EXERCISE AIM: Filter the records for "UpdatePreferencesRequest" and keep each line that has it.

━━━━━ INPUT DATA

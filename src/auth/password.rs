use anyhow::{anyhow, bail};
use argon2::{
    password_hash::{PasswordHash, PasswordVerifier},
    Argon2,
};
use tracing::error;

/// bcrypt work factor for new hashes. Tests use the minimum so router tests stay fast.
#[cfg(not(test))]
const BCRYPT_COST: u32 = bcrypt::DEFAULT_COST;
#[cfg(test)]
const BCRYPT_COST: u32 = 4;

/// Hashes a new password with bcrypt (`$2b$` modular crypt format).
pub fn hash_password(plain: &str) -> anyhow::Result<String> {
    bcrypt::hash(plain, BCRYPT_COST).map_err(|e| {
        error!(error = %e, "bcrypt hash failed");
        anyhow!(e)
    })
}

/// Checks `plain` against a stored hash. bcrypt is the current scheme;
/// argon2 PHC strings written by earlier builds still verify.
pub fn verify_password(plain: &str, stored: &str) -> anyhow::Result<bool> {
    if stored.starts_with("$2a$") || stored.starts_with("$2b$") || stored.starts_with("$2y$") {
        return bcrypt::verify(plain, stored).map_err(|e| anyhow!("malformed bcrypt hash: {e}"));
    }
    if stored.starts_with("$argon2") {
        let parsed =
            PasswordHash::new(stored).map_err(|e| anyhow!("malformed argon2 hash: {e}"))?;
        return Ok(Argon2::default()
            .verify_password(plain.as_bytes(), &parsed)
            .is_ok());
    }
    bail!("unrecognised password hash scheme")
}

/// bcrypt is CPU-bound; keep it off the async workers.
pub async fn hash_password_blocking(plain: String) -> anyhow::Result<String> {
    tokio::task::spawn_blocking(move || hash_password(&plain)).await?
}

pub async fn verify_password_blocking(plain: String, hash: String) -> anyhow::Result<bool> {
    tokio::task::spawn_blocking(move || verify_password(&plain, &hash)).await?
}

#[cfg(test)]
mod tests {
    use super::*;
    use argon2::password_hash::{PasswordHasher, SaltString};
    use rand::rngs::OsRng;

    #[test]
    fn new_hashes_are_bcrypt() {
        let hash = hash_password("pages-of-a-life").unwrap();
        assert!(hash.starts_with("$2b$"));
        assert!(verify_password("pages-of-a-life", &hash).unwrap());
        assert!(!verify_password("pages-of-a-lie", &hash).unwrap());
    }

    #[test]
    fn accepts_2a_and_2y_prefixes() {
        let hash = bcrypt::hash("old-client", 4).unwrap();
        for prefix in ["$2a$", "$2y$"] {
            let variant = format!("{prefix}{}", &hash[4..]);
            assert!(verify_password("old-client", &variant).unwrap(), "{prefix}");
        }
    }

    #[test]
    fn argon2_hashes_still_verify() {
        let salt = SaltString::generate(&mut OsRng);
        let hash = Argon2::default()
            .hash_password(b"from-an-older-build", &salt)
            .unwrap()
            .to_string();
        assert!(verify_password("from-an-older-build", &hash).unwrap());
        assert!(!verify_password("something-else", &hash).unwrap());
    }

    #[test]
    fn unknown_or_broken_hashes_error() {
        assert!(verify_password("anything", "not-a-valid-hash").is_err());
        assert!(verify_password("anything", "$2b$10$tooshort").is_err());
        assert!(verify_password("anything", "$argon2id$garbage").is_err());
    }

    #[tokio::test]
    async fn blocking_wrappers_agree() {
        let hash = hash_password_blocking("diary-password".into()).await.unwrap();
        assert!(verify_password_blocking("diary-password".into(), hash.clone()).await.unwrap());
        assert!(!verify_password_blocking("other".into(), hash).await.unwrap());
    }
}
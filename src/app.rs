use std::net::SocketAddr;

use axum::{routing::get, Router};
use tower_http::{cors::CorsLayer, trace::TraceLayer};

use crate::state::AppState;
use crate::{auth, contacts, diary, users};

pub fn build_app(state: AppState) -> Router {
    Router::new()
        .nest(
            "/api",
            Router::new()
                .merge(auth::router())
                .merge(diary::router())
                .merge(users::router())
                .merge(contacts::router())
                .route("/health", get(|| async { "ok" })),
        )
        .with_state(state)
        .layer(CorsLayer::permissive())
        .layer(
            TraceLayer::new_for_http()
                .make_span_with(|req: &axum::http::Request<_>| {
                    let method = req.method().clone();
                    // path only; OAuth callbacks carry the code in the query
                    let path = req.uri().path().to_string();
                    tracing::info_span!(
                        "http_request",
                        %method,
                        path = %path,
                        status = tracing::field::Empty
                    )
                })
                .on_response(
                    |res: &axum::http::Response<_>,
                     latency: std::time::Duration,
                     span: &tracing::Span| {
                        let status = res.status();
                        span.record("status", tracing::field::display(status));
                        let latency_ms = latency.as_millis() as u64;
                        if status.is_server_error() {
                            tracing::error!(%status, latency_ms, "response");
                        } else {
                            tracing::info!(%status, latency_ms, "response");
                        }
                    },
                ),
        )
}

pub async fn serve(app: Router) -> anyhow::Result<()> {
    let addr: SocketAddr = format!(
        "{}:{}",
        std::env::var("APP_HOST").unwrap_or_else(|_| "0.0.0.0".into()),
        std::env::var("APP_PORT").unwrap_or_else(|_| "8080".into())
    )
    .parse()?;

    tracing::info!("listening on {}", addr);
    let listener = tokio::net::TcpListener::bind(addr).await?;
    axum::serve(listener, app)
        .with_graceful_shutdown(shutdown_signal())
        .await?;
    Ok(())
}

async fn shutdown_signal() {
    if let Err(e) = tokio::signal::ctrl_c().await {
        tracing::error!(error = %e, "failed to listen for shutdown signal");
    }
    tracing::info!("shutting down");
}
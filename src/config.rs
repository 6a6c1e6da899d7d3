#[derive(Debug, Clone)]
pub struct JwtConfig {
    pub secret: String,
    pub issuer: String,
    pub audience: String,
    pub ttl_days: i64,
}

/// Google OAuth client settings. Present only when all three variables are set.
#[derive(Debug, Clone)]
pub struct GoogleConfig {
    pub client_id: String,
    pub client_secret: String,
    pub redirect_uri: String,
}

#[derive(Debug, Clone)]
pub struct AppConfig {
    pub database_url: String,
    pub jwt: JwtConfig,
    pub cookie_secure: bool,
    /// Frontend origin used for post-OAuth redirects.
    pub app_base_url: String,
    pub google: Option<GoogleConfig>,
}

impl AppConfig {
    pub fn from_env() -> anyhow::Result<Self> {
        let database_url = std::env::var("DATABASE_URL")?;
        let jwt = JwtConfig {
            secret: std::env::var("JWT_SECRET")?,
            issuer: std::env::var("JWT_ISSUER").unwrap_or_else(|_| "memoir".into()),
            audience: std::env::var("JWT_AUDIENCE").unwrap_or_else(|_| "memoir-users".into()),
            ttl_days: std::env::var("JWT_TTL_DAYS")
                .ok()
                .and_then(|v| v.parse::<i64>().ok())
                .filter(|d| *d > 0)
                .unwrap_or(7),
        };
        let cookie_secure = std::env::var("COOKIE_SECURE")
            .map(|v| matches!(v.as_str(), "1" | "true" | "yes"))
            .unwrap_or(false);
        let app_base_url = std::env::var("APP_BASE_URL")
            .unwrap_or_else(|_| "http://localhost:3000".into())
            .trim_end_matches('/')
            .to_string();

        let google = match (
            non_empty_env("GOOGLE_CLIENT_ID"),
            non_empty_env("GOOGLE_CLIENT_SECRET"),
            non_empty_env("GOOGLE_REDIRECT_URI"),
        ) {
            (Some(client_id), Some(client_secret), Some(redirect_uri)) => Some(GoogleConfig {
                client_id,
                client_secret,
                redirect_uri,
            }),
            _ => {
                tracing::warn!("google oauth not configured; /api/auth/google is disabled");
                None
            }
        };

        Ok(Self {
            database_url,
            jwt,
            cookie_secure,
            app_base_url,
            google,
        })
    }
}

fn non_empty_env(key: &str) -> Option<String> {
    std::env::var(key).ok().filter(|v| !v.trim().is_empty())
}
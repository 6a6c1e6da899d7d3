use serde::{Deserialize, Serialize};

use crate::contacts::repo_types::Contact;

#[derive(Debug, Deserialize)]
pub struct ContactInput {
    pub email: Option<String>,
    pub phone: Option<String>,
}

#[derive(Debug, Deserialize)]
pub struct SaveContactsRequest {
    #[serde(default)]
    pub contacts: Vec<ContactInput>,
}

#[derive(Debug, Serialize)]
pub struct ContactsResponse {
    pub contacts: Vec<Contact>,
}
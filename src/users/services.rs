use uuid::Uuid;

use crate::error::{AppError, AppResult};
use crate::state::AppState;
use crate::users::dto::UpdatePreferencesRequest;
use crate::users::repo_types::{PreferencesPatch, TimerStatus, User};

pub const MIN_IDLE_THRESHOLD_SEC: i64 = 30;
pub const MAX_IDLE_THRESHOLD_SEC: i64 = 24 * 60 * 60;

/// Loads the authenticated user; a valid token for a deleted account is a 401.
pub async fn current_user(state: &AppState, user_id: Uuid) -> AppResult<User> {
    state
        .store
        .find_user_by_id(user_id)
        .await?
        .ok_or_else(|| AppError::Unauthorized("User not found".into()))
}

pub fn preferences_patch(req: UpdatePreferencesRequest) -> AppResult<PreferencesPatch> {
    if req.timer_status.is_none() && req.timer_idle_threshold_sec.is_none() {
        return Err(AppError::validation(
            "Provide timer_status and/or timer_idle_threshold_sec",
        ));
    }

    let timer_status = req
        .timer_status
        .map(|s| s.parse::<TimerStatus>())
        .transpose()
        .map_err(AppError::Validation)?;

    let timer_idle_threshold_sec = match req.timer_idle_threshold_sec {
        Some(sec) if !(MIN_IDLE_THRESHOLD_SEC..=MAX_IDLE_THRESHOLD_SEC).contains(&sec) => {
            return Err(AppError::validation(format!(
                "timer_idle_threshold_sec must be between {MIN_IDLE_THRESHOLD_SEC} and {MAX_IDLE_THRESHOLD_SEC}"
            )));
        }
        Some(sec) => Some(sec as i32),
        None => None,
    };

    Ok(PreferencesPatch {
        timer_status,
        timer_idle_threshold_sec,
    })
}
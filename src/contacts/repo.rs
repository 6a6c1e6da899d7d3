use sqlx::PgPool;
use uuid::Uuid;

use crate::contacts::repo_types::{Contact, NewContact};

impl Contact {
    pub async fn list_by_user(db: &PgPool, user_id: Uuid) -> sqlx::Result<Vec<Contact>> {
        sqlx::query_as::<_, Contact>(
            r#"
            SELECT id, user_id, email, phone
            FROM contacts
            WHERE user_id = $1
            ORDER BY position
            "#,
        )
        .bind(user_id)
        .fetch_all(db)
        .await
    }

    /// Delete-all then insert, inside one transaction.
    pub async fn replace_all(
        db: &PgPool,
        user_id: Uuid,
        contacts: &[NewContact],
    ) -> sqlx::Result<Vec<Contact>> {
        let mut tx = db.begin().await?;

        sqlx::query("DELETE FROM contacts WHERE user_id = $1")
            .bind(user_id)
            .execute(&mut *tx)
            .await?;

        let mut saved = Vec::with_capacity(contacts.len());
        for (position, c) in contacts.iter().enumerate() {
            let row = sqlx::query_as::<_, Contact>(
                r#"
                INSERT INTO contacts (id, user_id, email, phone, position)
                VALUES ($1, $2, $3, $4, $5)
                RETURNING id, user_id, email, phone
                "#,
            )
            .bind(Uuid::new_v4())
            .bind(user_id)
            .bind(&c.email)
            .bind(&c.phone)
            .bind(position as i32)
            .fetch_one(&mut *tx)
            .await?;
            saved.push(row);
        }

        tx.commit().await?;
        Ok(saved)
    }
}
//! Persistence seam between handlers and the database.
//!
//! Handlers only talk to [`Store`]. [`PgStore`] is the production
//! implementation over sqlx; [`MemoryStore`] keeps the same invariants
//! (unique email, owner must exist, cascade on user delete) in process.

use async_trait::async_trait;
use thiserror::Error;
use uuid::Uuid;

use crate::contacts::repo_types::{Contact, NewContact};
use crate::diary::repo_types::Diary;
use crate::users::repo_types::{NewUser, PreferencesPatch, User};

mod memory;
mod postgres;

pub use memory::MemoryStore;
pub use postgres::PgStore;

#[derive(Debug, Error)]
pub enum StoreError {
    #[error("email already registered")]
    DuplicateEmail,
    /// A dependent row referenced a user that does not exist.
    #[error("owning user does not exist")]
    MissingUser,
    #[error(transparent)]
    Database(#[from] anyhow::Error),
}

pub type StoreResult<T> = Result<T, StoreError>;

#[async_trait]
pub trait Store: Send + Sync {
    async fn find_user_by_email(&self, email: &str) -> StoreResult<Option<User>>;
    async fn find_user_by_id(&self, id: Uuid) -> StoreResult<Option<User>>;
    async fn create_user(&self, new: NewUser) -> StoreResult<User>;
    /// Create a password-less account for `email`, or return the existing one.
    async fn upsert_oauth_user(&self, email: &str, nickname: &str) -> StoreResult<User>;
    async fn touch_last_active(&self, id: Uuid) -> StoreResult<()>;
    async fn update_nickname(&self, id: Uuid, nickname: &str) -> StoreResult<Option<User>>;
    async fn update_preferences(&self, id: Uuid, patch: PreferencesPatch) -> StoreResult<Option<User>>;
    /// Removes contacts, diaries and the user atomically.
    async fn delete_user(&self, id: Uuid) -> StoreResult<bool>;

    async fn list_diaries(&self, user_id: Uuid, limit: i64, offset: i64) -> StoreResult<Vec<Diary>>;
    async fn find_diary(&self, id: Uuid) -> StoreResult<Option<Diary>>;
    async fn create_diary(&self, user_id: Uuid, content: &str) -> StoreResult<Diary>;
    async fn update_diary(&self, id: Uuid, content: &str) -> StoreResult<Option<Diary>>;
    async fn delete_diary(&self, id: Uuid) -> StoreResult<bool>;

    async fn list_contacts(&self, user_id: Uuid) -> StoreResult<Vec<Contact>>;
    async fn replace_contacts(&self, user_id: Uuid, contacts: Vec<NewContact>) -> StoreResult<Vec<Contact>>;
}
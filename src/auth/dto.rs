use serde::{Deserialize, Serialize};

use crate::users::dto::PublicUser;

/// Request body for signup. Missing fields deserialize as empty and fail validation.
#[derive(Debug, Deserialize)]
pub struct SignupRequest {
    #[serde(default)]
    pub email: String,
    #[serde(default)]
    pub password: String,
    #[serde(default)]
    pub nickname: String,
}

#[derive(Debug, Deserialize)]
pub struct LoginRequest {
    #[serde(default)]
    pub email: String,
    #[serde(default)]
    pub password: String,
}

/// Returned after login or signup; the token itself travels only in the cookie.
#[derive(Debug, Serialize)]
pub struct AuthResponse {
    pub user: PublicUser,
}

#[derive(Debug, Deserialize)]
pub struct GoogleCallbackQuery {
    pub code: Option<String>,
    pub state: Option<String>,
    pub error: Option<String>,
}
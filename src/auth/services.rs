use lazy_static::lazy_static;
use regex::Regex;

use crate::error::AppError;

pub const MIN_PASSWORD_LEN: usize = 8;
pub const MAX_PASSWORD_LEN: usize = 128;
pub const MAX_NICKNAME_CHARS: usize = 30;

lazy_static! {
    static ref EMAIL_RE: Regex = Regex::new(r"^[^@\s]+@[^@\s]+\.[^@\s]+$").unwrap();
}

pub fn is_valid_email(email: &str) -> bool {
    EMAIL_RE.is_match(email)
}

/// Trimmed, lower-cased form used for storage and lookups.
pub fn normalize_email(email: &str) -> String {
    email.trim().to_lowercase()
}

pub fn validate_password(password: &str) -> Result<(), AppError> {
    let len = password.chars().count();
    if len < MIN_PASSWORD_LEN {
        return Err(AppError::validation(format!(
            "Password must be at least {MIN_PASSWORD_LEN} characters"
        )));
    }
    if len > MAX_PASSWORD_LEN {
        return Err(AppError::validation(format!(
            "Password must be at most {MAX_PASSWORD_LEN} characters"
        )));
    }
    Ok(())
}

/// Returns the trimmed nickname.
pub fn validate_nickname(nickname: &str) -> Result<String, AppError> {
    let nickname = nickname.trim();
    if nickname.is_empty() {
        return Err(AppError::validation("Nickname is required"));
    }
    if nickname.chars().count() > MAX_NICKNAME_CHARS {
        return Err(AppError::validation(format!(
            "Nickname must be at most {MAX_NICKNAME_CHARS} characters"
        )));
    }
    Ok(nickname.to_string())
}

/// Nickname for a fresh OAuth account: the profile name if usable,
/// otherwise the email's local part.
pub fn oauth_nickname(name: Option<&str>, email: &str) -> String {
    let candidate = name
        .map(str::trim)
        .filter(|n| !n.is_empty())
        .unwrap_or_else(|| email.split('@').next().unwrap_or(email));
    candidate.chars().take(MAX_NICKNAME_CHARS).collect()
}
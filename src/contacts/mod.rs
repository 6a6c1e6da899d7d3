mod dto;
pub mod handlers;
pub mod repo;
pub mod repo_types;
mod services;

use crate::state::AppState;
use axum::Router;

pub fn router() -> Router<AppState> {
    handlers::contact_routes()
}
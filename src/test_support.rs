use axum::{
    body::Body,
    http::{header, HeaderMap, Method, Request, StatusCode},
    Router,
};
use http_body_util::BodyExt;
use serde_json::{json, Value};
use tower::ServiceExt;

use crate::{app::build_app, state::AppState};

pub const TEST_PASSWORD: &str = "correct-horse-9";

/// Router over an in-memory state, with the state kept for direct store checks.
pub struct TestApp {
    pub router: Router,
    pub state: AppState,
}

impl TestApp {
    pub fn new() -> Self {
        let state = AppState::fake();
        Self {
            router: build_app(state.clone()),
            state,
        }
    }
}

pub struct TestResponse {
    pub status: StatusCode,
    pub headers: HeaderMap,
    pub body: Value,
}

impl TestResponse {
    /// `auth-token=<jwt>` pair from the response's Set-Cookie, ready for a Cookie header.
    pub fn auth_cookie(&self) -> Option<String> {
        self.headers
            .get_all(header::SET_COOKIE)
            .iter()
            .filter_map(|v| v.to_str().ok())
            .find(|v| v.starts_with("auth-token="))
            .and_then(|v| v.split(';').next())
            .map(str::to_string)
    }

    pub fn location(&self) -> Option<&str> {
        self.headers.get(header::LOCATION).and_then(|v| v.to_str().ok())
    }
}

pub async fn call(
    router: &Router,
    method: Method,
    uri: &str,
    cookie: Option<&str>,
    body: Option<Value>,
) -> TestResponse {
    let mut builder = Request::builder().method(method).uri(uri);
    if let Some(cookie) = cookie {
        builder = builder.header(header::COOKIE, cookie);
    }
    let req = match body {
        Some(v) => builder
            .header(header::CONTENT_TYPE, "application/json")
            .body(Body::from(v.to_string()))
            .unwrap(),
        None => builder.body(Body::empty()).unwrap(),
    };

    let res = router.clone().oneshot(req).await.unwrap();
    let status = res.status();
    let headers = res.headers().clone();
    let bytes = res.into_body().collect().await.unwrap().to_bytes();
    let body = if bytes.is_empty() {
        Value::Null
    } else {
        serde_json::from_slice(&bytes)
            .unwrap_or_else(|_| Value::String(String::from_utf8_lossy(&bytes).into_owned()))
    };

    TestResponse {
        status,
        headers,
        body,
    }
}

/// Signs up `email` with [`TEST_PASSWORD`] and returns the auth cookie pair.
pub async fn signup(router: &Router, email: &str) -> String {
    let res = call(
        router,
        Method::POST,
        "/api/auth/signup",
        None,
        Some(json!({ "email": email, "password": TEST_PASSWORD, "nickname": "writer" })),
    )
    .await;
    assert_eq!(res.status, StatusCode::CREATED, "signup failed: {}", res.body);
    res.auth_cookie().expect("signup sets auth cookie")
}
//! Command-line argument definitions for the outbreak processor
//!
//! This module defines the CLI interface using the clap derive API.

use crate::app::services::normalizer::DatasetKind;
use crate::config::Config;
use crate::constants::{DATASET_NAMES, DEFAULT_BATCH_SIZE};
use crate::{Error, Result};
use clap::{Parser, Subcommand};
use std::path::PathBuf;
use std::str::FromStr;

/// CLI arguments for the surveillance ingestion processor
///
/// Ingests animal-disease surveillance CSV exports into normalized,
/// geocoded, validated case records with duplicate-safe loading and a
/// JSON audit trail per run.
#[derive(Debug, Clone, Parser)]
#[command(
    name = "outbreak-processor",
    version,
    about = "Ingest animal-disease surveillance CSV exports into normalized case records",
    long_about = "Processes commercial poultry, wild-bird, and mammal surveillance CSV exports \
                  through per-dataset normalization, duplicate aggregation, offline geocoding, \
                  and schema validation, then bulk-loads the results with idempotent, \
                  duplicate-safe commit semantics and a structured JSON audit log per run."
)]
pub struct Args {
    #[command(subcommand)]
    pub command: Option<Commands>,
}

/// Available subcommands
#[derive(Debug, Clone, Subcommand)]
pub enum Commands {
    /// Run the full ingestion pipeline and load records into the case sink
    Ingest(IngestArgs),
    /// Parse, geocode, and validate datasets without loading anything
    Check(CheckArgs),
}

/// Arguments for the ingest command
#[derive(Debug, Clone, Parser)]
pub struct IngestArgs {
    /// Input directory containing the raw dataset CSV exports
    ///
    /// Expected files: commercial-backyard-flocks.csv,
    /// "HPAI Detections in Wild Birds.csv", "HPAI Detections in Mammals.csv".
    /// Defaults to the per-user data directory.
    #[arg(
        short = 'i',
        long = "input",
        value_name = "PATH",
        help = "Input directory containing raw dataset CSV files"
    )]
    pub input_path: Option<PathBuf>,

    /// Output directory for run-log JSON documents
    ///
    /// Created if it does not exist. Defaults to the per-user data directory.
    #[arg(
        short = 'o',
        long = "output",
        value_name = "PATH",
        help = "Output directory for ingestion run logs"
    )]
    pub output_path: Option<PathBuf>,

    /// Incorporated-places centroid CSV for county/city geocoding
    ///
    /// Without it, geocoding falls back to state centroids only.
    #[arg(
        long = "places",
        value_name = "FILE",
        help = "Incorporated-places centroid CSV for geocoding lookups"
    )]
    pub places_file: Option<PathBuf>,

    /// Specific datasets to ingest (comma-separated list)
    ///
    /// Available datasets: commercial, wild_bird, mammal.
    /// If not specified, all datasets are ingested.
    #[arg(
        short = 'd',
        long = "datasets",
        value_name = "LIST",
        help = "Comma-separated list of datasets to ingest"
    )]
    pub datasets: Option<DatasetList>,

    /// Number of records committed to the sink per batch
    #[arg(
        long = "batch-size",
        value_name = "N",
        default_value_t = DEFAULT_BATCH_SIZE,
        help = "Records committed to the case sink per batch"
    )]
    pub batch_size: usize,

    /// Skip writing the JSON run log
    #[arg(long = "no-run-log", help = "Skip writing the JSON run log")]
    pub no_run_log: bool,

    /// Enable debug-level logging
    #[arg(short = 'v', long = "verbose", help = "Enable debug logging")]
    pub verbose: bool,

    /// Only log warnings and errors
    #[arg(short = 'q', long = "quiet", help = "Only log warnings and errors")]
    pub quiet: bool,
}

impl IngestArgs {
    /// Dataset kinds selected for this run
    pub fn dataset_kinds(&self) -> Vec<DatasetKind> {
        match &self.datasets {
            Some(list) => list.0.clone(),
            None => DatasetKind::ALL.to_vec(),
        }
    }

    /// Build the pipeline configuration from these arguments
    pub fn to_config(&self) -> Config {
        let defaults = Config::default();
        Config {
            raw_data_dir: self
                .input_path
                .clone()
                .unwrap_or(defaults.raw_data_dir),
            processed_dir: self
                .output_path
                .clone()
                .unwrap_or(defaults.processed_dir),
            places_file: self.places_file.clone(),
            batch_size: self.batch_size,
            write_run_logs: !self.no_run_log,
        }
    }
}

/// Arguments for the check command
#[derive(Debug, Clone, Parser)]
pub struct CheckArgs {
    /// Input directory containing the raw dataset CSV exports
    #[arg(
        short = 'i',
        long = "input",
        value_name = "PATH",
        help = "Input directory containing raw dataset CSV files"
    )]
    pub input_path: Option<PathBuf>,

    /// Incorporated-places centroid CSV for county/city geocoding
    #[arg(
        long = "places",
        value_name = "FILE",
        help = "Incorporated-places centroid CSV for geocoding lookups"
    )]
    pub places_file: Option<PathBuf>,

    /// Specific datasets to check (comma-separated list)
    #[arg(
        short = 'd',
        long = "datasets",
        value_name = "LIST",
        help = "Comma-separated list of datasets to check"
    )]
    pub datasets: Option<DatasetList>,

    /// Enable debug-level logging
    #[arg(short = 'v', long = "verbose", help = "Enable debug logging")]
    pub verbose: bool,
}

impl CheckArgs {
    /// Dataset kinds selected for this run
    pub fn dataset_kinds(&self) -> Vec<DatasetKind> {
        match &self.datasets {
            Some(list) => list.0.clone(),
            None => DatasetKind::ALL.to_vec(),
        }
    }
}

/// Comma-separated dataset list validated against the known dataset names
#[derive(Debug, Clone)]
pub struct DatasetList(pub Vec<DatasetKind>);

impl FromStr for DatasetList {
    type Err = Error;

    fn from_str(s: &str) -> Result<Self> {
        let mut kinds = Vec::new();
        for name in s.split(',').map(str::trim).filter(|n| !n.is_empty()) {
            let kind = name.parse::<DatasetKind>().map_err(|_| {
                Error::unknown_dataset(format!(
                    "{} (expected one of: {})",
                    name,
                    DATASET_NAMES.join(", ")
                ))
            })?;
            if !kinds.contains(&kind) {
                kinds.push(kind);
            }
        }

        if kinds.is_empty() {
            return Err(Error::configuration("dataset list cannot be empty"));
        }
        Ok(DatasetList(kinds))
    }
}

#[cfg(test)]
mod tests {
    use super::*;

    #[test]
    fn test_dataset_list_parsing() {
        let list: DatasetList = "commercial,mammal".parse().unwrap();
        assert_eq!(list.0, vec![DatasetKind::Commercial, DatasetKind::Mammal]);
    }

    #[test]
    fn test_dataset_list_rejects_unknown() {
        assert!("commercial,hamster".parse::<DatasetList>().is_err());
    }

    #[test]
    fn test_dataset_list_dedups() {
        let list: DatasetList = "mammal, mammal".parse().unwrap();
        assert_eq!(list.0, vec![DatasetKind::Mammal]);
    }

    #[test]
    fn test_empty_dataset_list_rejected() {
        assert!("".parse::<DatasetList>().is_err());
        assert!(" , ".parse::<DatasetList>().is_err());
    }
}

━━━━━━━━━━

SOLUTION TO THIS PROBLEM:
use crate::users::dto::UpdatePreferencesRequest;
pub fn preferences_patch(req: UpdatePreferencesRequest) -> AppResult<PreferencesPatch> {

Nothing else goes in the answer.